● **TASK DETAILS**:
Below are records; count the lines that hold the string "suite" and give only the count.

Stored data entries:
┌────────
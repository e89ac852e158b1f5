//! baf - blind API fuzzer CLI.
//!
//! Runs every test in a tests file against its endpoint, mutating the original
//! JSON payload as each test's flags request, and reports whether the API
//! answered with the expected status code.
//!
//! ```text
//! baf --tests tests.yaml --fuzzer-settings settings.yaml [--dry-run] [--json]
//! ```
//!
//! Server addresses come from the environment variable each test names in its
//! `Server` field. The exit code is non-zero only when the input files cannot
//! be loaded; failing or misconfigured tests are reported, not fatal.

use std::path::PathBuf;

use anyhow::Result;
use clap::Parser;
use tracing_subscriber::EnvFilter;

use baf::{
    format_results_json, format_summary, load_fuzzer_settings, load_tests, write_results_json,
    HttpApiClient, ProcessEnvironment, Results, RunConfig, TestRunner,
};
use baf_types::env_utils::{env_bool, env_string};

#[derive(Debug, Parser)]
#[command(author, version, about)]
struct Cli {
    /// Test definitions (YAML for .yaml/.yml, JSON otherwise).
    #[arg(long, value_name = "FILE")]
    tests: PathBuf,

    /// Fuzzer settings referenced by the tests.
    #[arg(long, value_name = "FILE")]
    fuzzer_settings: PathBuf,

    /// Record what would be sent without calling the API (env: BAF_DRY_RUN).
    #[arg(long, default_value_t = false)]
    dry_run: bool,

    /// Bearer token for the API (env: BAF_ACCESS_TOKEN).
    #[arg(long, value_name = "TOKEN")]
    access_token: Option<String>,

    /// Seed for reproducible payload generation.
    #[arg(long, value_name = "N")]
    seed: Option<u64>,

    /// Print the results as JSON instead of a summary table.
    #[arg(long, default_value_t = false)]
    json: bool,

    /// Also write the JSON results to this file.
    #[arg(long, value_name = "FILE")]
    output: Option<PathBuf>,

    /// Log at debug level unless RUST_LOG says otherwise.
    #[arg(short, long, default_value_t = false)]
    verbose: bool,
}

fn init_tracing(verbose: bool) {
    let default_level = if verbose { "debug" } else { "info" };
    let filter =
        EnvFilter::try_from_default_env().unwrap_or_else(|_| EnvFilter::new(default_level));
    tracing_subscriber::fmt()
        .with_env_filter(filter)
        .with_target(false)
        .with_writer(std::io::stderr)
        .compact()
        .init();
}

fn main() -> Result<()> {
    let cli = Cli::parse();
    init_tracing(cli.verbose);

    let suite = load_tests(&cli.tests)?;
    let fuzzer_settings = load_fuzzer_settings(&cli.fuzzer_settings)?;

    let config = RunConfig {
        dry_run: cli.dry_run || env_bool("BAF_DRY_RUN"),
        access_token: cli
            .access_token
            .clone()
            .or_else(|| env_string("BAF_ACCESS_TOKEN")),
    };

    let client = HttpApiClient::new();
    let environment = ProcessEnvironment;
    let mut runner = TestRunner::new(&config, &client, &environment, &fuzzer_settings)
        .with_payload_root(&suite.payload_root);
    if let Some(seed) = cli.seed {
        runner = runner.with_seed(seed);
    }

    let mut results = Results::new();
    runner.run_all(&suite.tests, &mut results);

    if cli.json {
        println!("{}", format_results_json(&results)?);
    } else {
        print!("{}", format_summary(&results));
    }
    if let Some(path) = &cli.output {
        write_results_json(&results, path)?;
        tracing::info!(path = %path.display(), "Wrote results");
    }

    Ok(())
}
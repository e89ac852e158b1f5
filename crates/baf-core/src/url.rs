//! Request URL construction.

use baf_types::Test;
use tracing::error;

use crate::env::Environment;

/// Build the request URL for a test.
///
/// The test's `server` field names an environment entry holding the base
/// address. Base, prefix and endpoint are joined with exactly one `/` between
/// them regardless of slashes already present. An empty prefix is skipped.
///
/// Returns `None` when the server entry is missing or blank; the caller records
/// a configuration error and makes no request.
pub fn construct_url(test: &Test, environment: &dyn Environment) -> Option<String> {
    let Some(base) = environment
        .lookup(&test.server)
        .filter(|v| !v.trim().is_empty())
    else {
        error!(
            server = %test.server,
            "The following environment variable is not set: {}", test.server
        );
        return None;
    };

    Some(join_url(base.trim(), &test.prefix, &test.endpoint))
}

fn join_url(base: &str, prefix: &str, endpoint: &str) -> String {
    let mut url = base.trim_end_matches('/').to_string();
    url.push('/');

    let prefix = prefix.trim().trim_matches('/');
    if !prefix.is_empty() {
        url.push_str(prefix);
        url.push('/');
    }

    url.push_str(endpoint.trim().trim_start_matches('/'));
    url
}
└────────
● **OUTPUT OF THE TASK**:
3